Comment parler à un jeune en détresse : repères concrets pour les adultes (collège, lycée)
La santé mentale des jeunes n’est plus un sujet périphérique. En France, la part des 18–24 ans concernés par un épisode dépressif est passée de 11,7% en 2017 à 20,8% en 2021, selon Santé publique France (Baromètre santé).

Les scènes sont familières pour les équipes éducatives. Un élève s’isole, décroche, change brutalement de comportement. Un autre devient irritable, voire agressif, sans motif apparent. Dans ces situations, l’adulte hésite souvent entre deux risques : minimiser par prudence, ou sur-réagir par inquiétude. Entre les deux, un constat revient : le manque de cadre.

Or, la santé mentale des jeunes n’est plus un sujet périphérique. En France, la part des 18–24 ans concernés par un épisode dépressif est passée de 11,7% en 2017 à 20,8% en 2021, selon Santé publique France (Baromètre santé).

L’enjeu devient alors très opérationnel : comment soutenir un collégien ou un lycéen en difficulté, sans s’improviser psychologue, et sans rester seul face au doute ?

Sortir du “feeling” : la logique des premiers secours en santé mentale

Le PSSM – module Jeunes (Premiers Secours en Santé Mentale) propose une réponse structurée : former des adultes au contact des adolescents et jeunes adultes à apporter une aide immédiate et proportionnée, en attendant qu’une aide spécialisée prenne le relais ou que la situation se stabilise.

Le principe est comparable aux premiers secours physiques : il ne s’agit pas de diagnostiquer, mais de sécuriser, évaluer, orienter

Ce que l’on interprète… et ce qui se joue parfois réellement

Au collège et au lycée, certains comportements sont rapidement étiquetés :

    • “provocation” quand le jeune répond sèchement,
    • “désintérêt” quand il s’absente mentalement,
    • “manque de volonté” quand il décroche.

Pourtant, dans de nombreux cas, ces signaux peuvent aussi traduire un état de stress, de fatigue, d’anxiété, ou une difficulté à réguler les émotions.
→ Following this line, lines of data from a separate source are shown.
impl<'a> UserRepo<'a> {
    pub fn new(pool: &'a PgPool) -> Self {
        Self { pool }
    }

    /// Get one user, deleted or not. `None` when nothing matches.
    pub async fn get(&self, find: &FindUserMessage) -> Result<Option<UserMessage>> {
        let find = FindUserMessage {
            show_deleted: true,
            ..find.clone()
        };
        let users = self.list(&find).await?;
        exec::at_most_one(users, "user")
    }

    pub async fn get_by_id(&self, id: i64) -> Result<Option<UserMessage>> {
        self.get(&FindUserMessage {
            id: Some(id),
            ..Default::default()
        })
        .await
    }

    pub async fn get_by_email(&self, email: &str) -> Result<Option<UserMessage>> {
        self.get(&FindUserMessage {
            email: Some(email.to_lowercase()),
            ..Default::default()
        })
        .await
    }

    pub async fn list(&self, find: &FindUserMessage) -> Result<Vec<UserMessage>> {
        let (sql, arguments) = exec::build(&list_query(find))?;
        let rows: Vec<UserRow> = sqlx::query_as_with(&sql, arguments)
            .fetch_all(self.pool)
            .await?;
        rows.into_iter().map(UserMessage::try_from).collect()
    }

    /// Create a user. The email is validated and lowercased.
    pub async fn create(&self, create: CreateUserMessage) -> Result<UserMessage> {
        let email = validate_email(&create.email)?;
        let mut query = qb::q(
            "INSERT INTO principal (type, name, email, password_hash, phone, profile) \
             VALUES (?, ?, ?, ?, ?, ?)",
            args![
                create.user_type.as_str(),
                create.name,
                email,
                create.password_hash,
                create.phone,
                serde_json::to_value(&create.profile)?
            ],
        );
        query.space(format!("RETURNING {}", USER_COLUMNS), args![]);

        let (sql, arguments) = exec::build(&query)?;
        let row: UserRow = sqlx::query_as_with(&sql, arguments)
            .fetch_one(self.pool)
            .await?;
        tracing::info!(user_id = row.id, "created user");
        row.try_into()
    }

    /// Update a user; `delete: Some(true)` soft-deletes, `Some(false)` restores.
    pub async fn update(&self, id: i64, patch: UpdateUserMessage) -> Result<UserMessage> {
        let mut set = Query::new();
        set.comma("updated_at = ?", args![Utc::now()]);
        if let Some(email) = patch.email {
            set.comma("email = ?", args![validate_email(&email)?]);
        }
        if let Some(name) = patch.name {
            set.comma("name = ?", args![name]);
        }
        if let Some(phone) = patch.phone {
            set.comma("phone = ?", args![phone]);
        }
        if let Some(hash) = patch.password_hash {
            set.comma("password_hash = ?", args![hash]);
        }
        if let Some(profile) = patch.profile {
            set.comma("profile = ?", args![serde_json::to_value(&profile)?]);
        }
        if let Some(delete) = patch.delete {
            set.comma("deleted = ?", args![delete]);
        }
        if set.len() == 1 {
            return Err(StoreError::invalid_argument("no fields to update"));
        }

        let query = qb::q(
            format!("UPDATE principal SET ? WHERE id = ? RETURNING {}", USER_COLUMNS),
            args![set, id],
        );
        let (sql, arguments) = exec::build(&query)?;
        let row: UserRow = sqlx::query_as_with(&sql, arguments)
            .fetch_optional(self.pool)
            .await?
            .ok_or_else(|| StoreError::not_found("user", id))?;
        row.try_into()
    }

    /// Number of active users per type.
    pub async fn count_active_by_type(&self) -> Result<Vec<(UserType, i64)>> {
        let rows: Vec<(String, i64)> = sqlx::query_as(
            r#"
            SELECT type, COUNT(*)
            FROM principal
            WHERE deleted = FALSE
            GROUP BY type
            ORDER BY type
            "#,
        )
        .fetch_all(self.pool)
        .await?;

        rows.into_iter()
            .map(|(user_type, count)| Ok::<_, StoreError>((user_type.parse::<UserType>()?, count)))
            .collect()
    }
}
Cette nuance est importante : elle évite de réduire la situation à une question de caractère, et réoriente l’action vers la relation et le cadre.

Trois erreurs fréquentes face à un jeune en difficulté

Minimiser
“C’est l’adolescence, ça va passer.” Parfois oui. Mais la minimisation peut retarder l’accès à l’aide.

Moraliser
“Fais un effort”, “reprends-toi.” Ces injonctions accentuent souvent la culpabilité et le retrait.

Faire porter la responsabilité au jeune
“Tu n’as qu’à demander de l’aide.” Or, précisément quand un jeune va mal, il a rarement les ressources pour enclencher seul les démarches.

Trois gestes utiles : écouter, repérer, orienter

Le PSSM Jeunes repose sur une logique simple, applicable dans le quotidien des établissements.

1) Écouter, sans jugement et sans “interrogatoire”

L’objectif n’est pas de “faire parler à tout prix”, mais d’ouvrir une possibilité de dialogue, avec des formulations sobres et respectueuses.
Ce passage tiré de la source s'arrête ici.